In 2020, Senator Elizabeth Warren (D-MA) proposed to the Senate a study on the secondary effects of SESTA/FOSTA on sex workers.
"Sex workers have reported a reduced ability to screen potential clients for safety, and negotiate for boundaries such as condom use, resulting in reports of physical and sexual violence," the bill says. "Many sex workers have turned to street-based work, which has historically involved higher rates of violence than other forms of transactional sex."
Snow describes the act of requiring people to upload their ID to watch porn as surveillance. In the most extreme cases, she says this kind of surveillance can harm LGBTQ populations.
"As homophobia and transphobia -- especially homophobia in the context of porn -- is rising, I could totally see the state zeroing in on people consuming gay porn, or lesbian porn, and either surveilling them further or criminalizing that," she said. In the text of Act 440, the bill warns that pornography can inspire "deviant sexual arousal" but does not define what "deviant" means.

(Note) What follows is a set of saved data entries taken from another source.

use serde::{Deserialize, Deserializer, Serialize};
use serde_json::{Map, Value};

#[derive(Debug, Clone, Copy, PartialEq, Eq, Hash, Serialize, Deserialize)]
#[serde(rename_all = "lowercase")]
pub enum SurfaceType {
    Floor,
    Ceiling,
    Wall,
}

impl SurfaceType {
    /// Label used in generated surface names ("바닥 1", "벽 3").
    #[must_use]
    pub const fn label(self) -> &'static str {
        match self {
            Self::Floor => "바닥",
            Self::Ceiling => "천장",
            Self::Wall => "벽",
        }
    }

    /// Surfaces inside a zone are kept ordered floor, ceiling, wall.
    #[must_use]
    pub const fn sort_order(self) -> u8 {
        match self {
            Self::Floor => 0,
            Self::Ceiling => 1,
            Self::Wall => 2,
        }
    }
}

#[derive(Debug, Clone, Copy, PartialEq, Eq, Default, Serialize, Deserialize)]
#[serde(rename_all = "lowercase")]
pub enum BoundaryCondition {
    Outdoors,
    Ground,
    Zone,
    Adiabatic,
    #[default]
    #[serde(rename = "")]
    Unset,
}

#[derive(Debug, Clone, PartialEq, Serialize, Deserialize)]
pub struct Surface {
    pub id: String,
    pub name: String,
    #[serde(rename = "type")]
    pub surface_type: SurfaceType,
    #[serde(default, skip_serializing_if = "Option::is_none")]
    pub area: Option<f64>,
    #[serde(default)]
    pub construction_id: String,
    #[serde(default)]
    pub fenestrations: Vec<Value>,
    #[serde(
        default,
        deserialize_with = "blank_as_none",
        skip_serializing_if = "Option::is_none"
    )]
    pub adjacent_zone_id: Option<String>,
    #[serde(
        default,
        deserialize_with = "blank_as_none",
        skip_serializing_if = "Option::is_none"
    )]
    pub adjacent_surface_id: Option<String>,
    #[serde(
        default,
        deserialize_with = "blank_as_none",
        skip_serializing_if = "Option::is_none"
    )]
    pub adjacent_from: Option<String>,
    #[serde(default)]
    pub boundary_condition: BoundaryCondition,
    /// Created only to stand in for a direct surface-to-zone link.
    #[serde(rename = "isGenerated", default, skip_serializing_if = "is_false")]
    pub is_generated: bool,
    #[serde(rename = "isCopied", default, skip_serializing_if = "Option::is_none")]
    pub is_copied: Option<bool>,
    /// Engineering fields this crate carries verbatim (azimuth, coolroof_reflectance, ...).
    #[serde(flatten)]
    pub extra: Map<String, Value>,
}

impl Surface {
    #[must_use]
    pub fn new(id: impl Into<String>, name: impl Into<String>, surface_type: SurfaceType) -> Self {
        Self {
            id: id.into(),
            name: name.into(),
            surface_type,
            area: None,
            construction_id: String::new(),
            fenestrations: Vec::new(),
            adjacent_zone_id: None,
            adjacent_surface_id: None,
            adjacent_from: None,
            boundary_condition: BoundaryCondition::Unset,
            is_generated: false,
            is_copied: None,
            extra: Map::new(),
        }
    }

    /// True when this surface is the side the user linked directly.
    #[must_use]
    pub fn is_origin(&self) -> bool {
        self.adjacent_surface_id.is_some()
    }

    /// True when another surface created a link onto this one.
    #[must_use]
    pub fn is_partner(&self) -> bool {
        self.adjacent_from.is_some()
    }

    #[must_use]
    pub fn has_adjacency(&self) -> bool {
        self.is_origin() || self.is_partner()
    }

    #[must_use]
    pub fn has_any_reference(&self) -> bool {
        self.has_adjacency() || self.adjacent_zone_id.is_some()
    }

    /// Drops every adjacency reference and resets the boundary condition.
    pub fn unlink(&mut self) {
        self.adjacent_zone_id = None;
        self.adjacent_surface_id = None;
        self.adjacent_from = None;
        self.boundary_condition = BoundaryCondition::Unset;
    }
}

#[allow(clippy::trivially_copy_pass_by_ref)]
fn is_false(value: &bool) -> bool {
    !*value
}

// Older documents store an unset link as "".
fn blank_as_none<'de, D>(deserializer: D) -> Result<Option<String>, D::Error>
where
    D: Deserializer<'de>,
{
    let value: Option<String> = Option::deserialize(deserializer)?;
    Ok(value.filter(|s| !s.is_empty()))
}

#[cfg(test)]
mod tests {
    use super::*;
    use pretty_assertions::assert_eq;

    #[test]
    fn blank_links_deserialize_as_none() {
        let json = r#"{
            "id": "s1", "name": "벽 1", "type": "wall",
            "adjacent_zone_id": "", "adjacent_surface_id": null,
            "boundary_condition": "", "azimuth": 90
        }"#;
        let surface: Surface = serde_json::from_str(json).unwrap();

        assert_eq!(surface.adjacent_zone_id, None);
        assert_eq!(surface.adjacent_surface_id, None);
        assert_eq!(surface.boundary_condition, BoundaryCondition::Unset);
        assert_eq!(surface.extra.get("azimuth"), Some(&Value::from(90)));
        assert!(!surface.has_any_reference());
    }

    #[test]
    fn serialization_keeps_engine_field_names() {
        let mut surface = Surface::new("s1", "바닥 1", SurfaceType::Floor);
        surface.adjacent_from = Some("s0".to_string());
        surface.is_generated = true;

        let value = serde_json::to_value(&surface).unwrap();
        assert_eq!(value["type"], "floor");
        assert_eq!(value["adjacent_from"], "s0");
        assert_eq!(value["isGenerated"], true);
        assert_eq!(value["boundary_condition"], "");
        assert!(value.get("adjacent_surface_id").is_none());
    }

    #[test]
    fn unlink_clears_every_reference() {
        let mut surface = Surface::new("s1", "벽 1", SurfaceType::Wall);
        surface.adjacent_surface_id = Some("s2".to_string());
        surface.adjacent_zone_id = Some("z2".to_string());
        surface.boundary_condition = BoundaryCondition::Zone;

        surface.unlink();

        assert!(!surface.has_any_reference());
        assert_eq!(surface.boundary_condition, BoundaryCondition::Unset);
    }
}
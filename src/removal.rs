//! Deleting single floors, zones and surfaces from a tree.

use std::collections::HashSet;

use tracing::info;

use crate::adjacency::{clear_reverse_adjacency, sanitize};
use crate::error::EditError;
use crate::model::{Floor, Surface};

/// Removes one floor with everything on it.
pub fn remove_floor(floors: &[Floor], floor_id: &str) -> Result<Vec<Floor>, EditError> {
    let mut next = floors.to_vec();
    let Some(fi) = next.iter().position(|f| f.floor_id == floor_id) else {
        return Err(EditError::UnknownFloor {
            id: floor_id.to_string(),
        });
    };
    let floor = next.remove(fi);
    let removed = floor
        .zones
        .into_iter()
        .flat_map(|z| z.surfaces)
        .collect::<Vec<_>>();
    release(&mut next, &removed);

    info!(floor_id, surfaces = removed.len(), "removed floor");
    Ok(next)
}

pub fn remove_zone(floors: &[Floor], zone_id: &str) -> Result<Vec<Floor>, EditError> {
    let mut next = floors.to_vec();
    let mut removed = None;
    for floor in &mut next {
        if let Some(zi) = floor.zones.iter().position(|z| z.id == zone_id) {
            removed = Some(floor.zones.remove(zi).surfaces);
            break;
        }
    }
    let Some(removed) = removed else {
        return Err(EditError::UnknownZone {
            id: zone_id.to_string(),
        });
    };
    release(&mut next, &removed);

    info!(zone_id, surfaces = removed.len(), "removed zone");
    Ok(next)
}

pub fn remove_surface(floors: &[Floor], surface_id: &str) -> Result<Vec<Floor>, EditError> {
    let mut next = floors.to_vec();
    let mut removed = None;
    for zone in next.iter_mut().flat_map(|f| f.zones.iter_mut()) {
        if let Some(si) = zone.surfaces.iter().position(|s| s.id == surface_id) {
            removed = Some(zone.surfaces.remove(si));
            break;
        }
    }
    let Some(removed) = removed else {
        return Err(EditError::UnknownSurface {
            id: surface_id.to_string(),
        });
    };
    release(&mut next, std::slice::from_ref(&removed));

    info!(surface_id, "removed surface");
    Ok(next)
}

/// Repairs the tree after `removed` has been taken out of it.
///
/// Generated stand-ins that only existed for a link from a removed surface
/// go with it. Every other surface linked to a removed one is unlinked, and
/// the final sanitize drops zone references into removed zones.
fn release(floors: &mut [Floor], removed: &[Surface]) {
    let removed_ids: HashSet<&str> = removed.iter().map(|s| s.id.as_str()).collect();
    for zone in floors.iter_mut().flat_map(|f| f.zones.iter_mut()) {
        zone.surfaces.retain(|s| {
            !(s.is_generated
                && s.adjacent_from
                    .as_deref()
                    .is_some_and(|from| removed_ids.contains(from)))
        });
    }
    clear_reverse_adjacency(removed, floors);
    sanitize(floors);
}
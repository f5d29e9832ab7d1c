use tracing::debug;

use crate::model::tree::{surfaces_mut, IdIndex};
use crate::model::Floor;

/// Nulls every adjacency reference whose target no longer exists anywhere in
/// the tree. Returns how many references were nulled.
///
/// Only the offending field is cleared; boundary conditions are untouched.
/// Running it twice changes nothing the second time.
pub fn sanitize(floors: &mut [Floor]) -> usize {
    let index = IdIndex::build(floors);
    let mut nulled = 0;

    for surface in surfaces_mut(floors) {
        if surface
            .adjacent_zone_id
            .as_ref()
            .is_some_and(|id| !index.zones.contains(id))
        {
            surface.adjacent_zone_id = None;
            nulled += 1;
        }
        if surface
            .adjacent_surface_id
            .as_ref()
            .is_some_and(|id| !index.surfaces.contains(id))
        {
            surface.adjacent_surface_id = None;
            nulled += 1;
        }
        if surface
            .adjacent_from
            .as_ref()
            .is_some_and(|id| !index.surfaces.contains(id))
        {
            surface.adjacent_from = None;
            nulled += 1;
        }
    }

    if nulled > 0 {
        debug!(nulled, "sanitized dangling adjacency references");
    }
    nulled
}

/// Pure form of [`sanitize`].
#[must_use]
pub fn sanitized(floors: &[Floor]) -> Vec<Floor> {
    let mut next = floors.to_vec();
    sanitize(&mut next);
    next
}
use std::collections::HashSet;

use tracing::debug;

use crate::error::EditError;
use crate::model::tree::{find_zone, locate_surface, surface_mut, surfaces, surfaces_mut};
use crate::model::{BoundaryCondition, Floor, Surface};

/// Releases every surviving surface linked to one of `removed`.
///
/// A surface is released when `removed` points at it (through
/// `adjacent_surface_id` or `adjacent_from`) or when it points at a removed
/// surface. Released surfaces lose all three link fields and their boundary
/// condition drops to `""`. Surfaces in `removed` themselves are left alone,
/// the caller is about to drop them. Returns the number of surfaces released.
pub fn clear_reverse_adjacency(removed: &[Surface], floors: &mut [Floor]) -> usize {
    let removed_ids: HashSet<&str> = removed.iter().map(|s| s.id.as_str()).collect();
    let pointed: HashSet<String> = removed
        .iter()
        .flat_map(|s| [s.adjacent_surface_id.clone(), s.adjacent_from.clone()])
        .flatten()
        .collect();

    let mut released = 0;
    for surface in surfaces_mut(floors) {
        if removed_ids.contains(surface.id.as_str()) {
            continue;
        }
        let points_at_removed = [&surface.adjacent_surface_id, &surface.adjacent_from]
            .into_iter()
            .flatten()
            .any(|id| removed_ids.contains(id.as_str()));

        if pointed.contains(&surface.id) || points_at_removed {
            surface.unlink();
            released += 1;
        }
    }

    debug!(removed = removed.len(), released, "cleared reverse adjacency");
    released
}

/// Links `origin_id` to `target_id` unconditionally.
///
/// Afterwards the origin carries `adjacent_surface_id`/`adjacent_zone_id`
/// with a `zone` boundary condition and the target carries `adjacent_from`.
/// Any link either surface held before is released first: generated stand-in
/// surfaces that only existed for the old link are deleted, other former
/// partners are reverted to unlinked.
///
/// Eligibility is not checked here; see [`super::link_surfaces`].
pub fn set_adjacency(
    floors: &mut [Floor],
    origin_id: &str,
    target_id: &str,
    target_zone_id: &str,
) -> Result<(), EditError> {
    if origin_id == target_id {
        return Err(EditError::SelfLink {
            id: origin_id.to_string(),
        });
    }
    let Some(origin_path) = locate_surface(floors, origin_id) else {
        return Err(unknown_surface(origin_id));
    };
    let Some(target_path) = locate_surface(floors, target_id) else {
        return Err(unknown_surface(target_id));
    };
    if find_zone(floors, target_zone_id).is_none() {
        return Err(EditError::UnknownZone {
            id: target_zone_id.to_string(),
        });
    }

    let origin_zone_id = floors[origin_path.floor].zones[origin_path.zone].id.clone();
    let origin = surface_mut(floors, origin_path).clone();
    let target = surface_mut(floors, target_path).clone();

    let stale = StaleLinks {
        origin_id,
        target_id,
        target_partner: target.adjacent_surface_id.as_deref(),
        sources: [
            (origin.adjacent_from.as_deref(), origin_id),
            (target.adjacent_from.as_deref(), target_id),
        ],
    };

    let mut dropped = 0;
    let mut released = 0;
    for zone in floors.iter_mut().flat_map(|f| f.zones.iter_mut()) {
        let before = zone.surfaces.len();
        zone.surfaces
            .retain(|s| !(s.is_generated && stale.is_derived_partner(s) && !stale.is_pair(s)));
        dropped += before - zone.surfaces.len();

        for surface in &mut zone.surfaces {
            if stale.is_pair(surface) {
                continue;
            }
            if stale.is_derived_partner(surface) || stale.is_source(surface) {
                surface.unlink();
                released += 1;
            }
        }
    }

    // Deleting generated surfaces may have shifted positions.
    let (Some(origin_path), Some(target_path)) = (
        locate_surface(floors, origin_id),
        locate_surface(floors, target_id),
    ) else {
        return Err(unknown_surface(origin_id));
    };

    let origin = surface_mut(floors, origin_path);
    origin.adjacent_surface_id = Some(target_id.to_string());
    origin.adjacent_zone_id = Some(target_zone_id.to_string());
    origin.adjacent_from = None;
    origin.boundary_condition = BoundaryCondition::Zone;

    let target = surface_mut(floors, target_path);
    target.adjacent_from = Some(origin_id.to_string());
    target.adjacent_surface_id = None;
    target.adjacent_zone_id = Some(origin_zone_id);
    if target.boundary_condition == BoundaryCondition::Zone {
        target.boundary_condition = BoundaryCondition::Unset;
    }

    debug!(origin_id, target_id, dropped, released, "set adjacency");
    Ok(())
}

/// Former links of the two surfaces being paired.
struct StaleLinks<'a> {
    origin_id: &'a str,
    target_id: &'a str,
    /// Surface the target pointed at before becoming a partner.
    target_partner: Option<&'a str>,
    /// `(surface that linked onto X, X)` for X in {origin, target}.
    sources: [(Option<&'a str>, &'a str); 2],
}

impl StaleLinks<'_> {
    fn is_pair(&self, s: &Surface) -> bool {
        s.id == self.origin_id || s.id == self.target_id
    }

    fn is_derived_partner(&self, s: &Surface) -> bool {
        let from = s.adjacent_from.as_deref();
        from == Some(self.origin_id)
            || (self.target_partner == Some(s.id.as_str()) && from == Some(self.target_id))
    }

    fn is_source(&self, s: &Surface) -> bool {
        self.sources.iter().any(|(source, linked)| {
            *source == Some(s.id.as_str()) && s.adjacent_surface_id.as_deref() == Some(*linked)
        })
    }
}

/// Releases every link `surface_id` takes part in.
///
/// Generated surfaces that only stood in for a link from this surface are
/// deleted; other partners lose `adjacent_from` and `adjacent_zone_id`. If the
/// surface was itself a partner, the surface that linked onto it is reverted.
pub fn remove_adjacency(floors: &mut [Floor], surface_id: &str) -> Result<(), EditError> {
    let Some(path) = locate_surface(floors, surface_id) else {
        return Err(unknown_surface(surface_id));
    };
    let source = surface_mut(floors, path).adjacent_from.clone();

    for zone in floors.iter_mut().flat_map(|f| f.zones.iter_mut()) {
        zone.surfaces
            .retain(|s| !(s.is_generated && s.adjacent_from.as_deref() == Some(surface_id)));

        for s in &mut zone.surfaces {
            if s.id == surface_id {
                s.adjacent_surface_id = None;
                s.adjacent_zone_id = None;
                s.adjacent_from = None;
                if s.boundary_condition == BoundaryCondition::Zone {
                    s.boundary_condition = BoundaryCondition::Unset;
                }
            } else if s.adjacent_from.as_deref() == Some(surface_id) {
                s.adjacent_from = None;
                s.adjacent_zone_id = None;
            } else if source.as_deref() == Some(s.id.as_str())
                && s.adjacent_surface_id.as_deref() == Some(surface_id)
            {
                s.unlink();
            }
        }
    }

    debug!(surface_id, "removed adjacency");
    Ok(())
}

/// Whether switching `surface_id` to `condition` would break a live link.
///
/// The presentation layer asks this before [`change_boundary_condition`] so it
/// can put a confirmation in front of the mutation.
#[must_use]
pub fn would_destroy_link(
    floors: &[Floor],
    surface_id: &str,
    condition: BoundaryCondition,
) -> bool {
    surfaces(floors)
        .find(|s| s.id == surface_id)
        .is_some_and(|s| {
            s.boundary_condition == BoundaryCondition::Zone
                && condition != BoundaryCondition::Zone
                && s.has_adjacency()
        })
}

/// Sets a surface's boundary condition, releasing its links first when the
/// new condition is anything but `zone`.
pub fn change_boundary_condition(
    floors: &mut [Floor],
    surface_id: &str,
    condition: BoundaryCondition,
) -> Result<(), EditError> {
    let Some(path) = locate_surface(floors, surface_id) else {
        return Err(unknown_surface(surface_id));
    };
    if condition != BoundaryCondition::Zone && surface_mut(floors, path).has_any_reference() {
        remove_adjacency(floors, surface_id)?;
    }
    let Some(path) = locate_surface(floors, surface_id) else {
        return Err(unknown_surface(surface_id));
    };
    surface_mut(floors, path).boundary_condition = condition;
    Ok(())
}

fn unknown_surface(id: &str) -> EditError {
    EditError::UnknownSurface { id: id.to_string() }
}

"Trans women are disproportionately represented in sex work," said Snow. "I don't know if that's a conscious decision for lawmakers, or if that's just circumstantial, but I think trans women sex workers, as usual, will be the most affected."
For years, the U.K. government has been working on an online safety bill, which has been in limbo due to continual leadership changes. As it stands, the bill could institute similar age checks that would require users to verify their age before accessing sexually explicit content.
In the past, the U.K. government has tried to enforce age checks on porn sites, but dropped the plan in 2019 due to concerns about the technical and regulatory challenges of mandating age verification, as well as privacy concerns. Now, age checks in the U.K. are up for consideration once again.
In any case, we won't be surprised if a bunch of Louisiana residents suddenly express interest in learning how to use a VPN.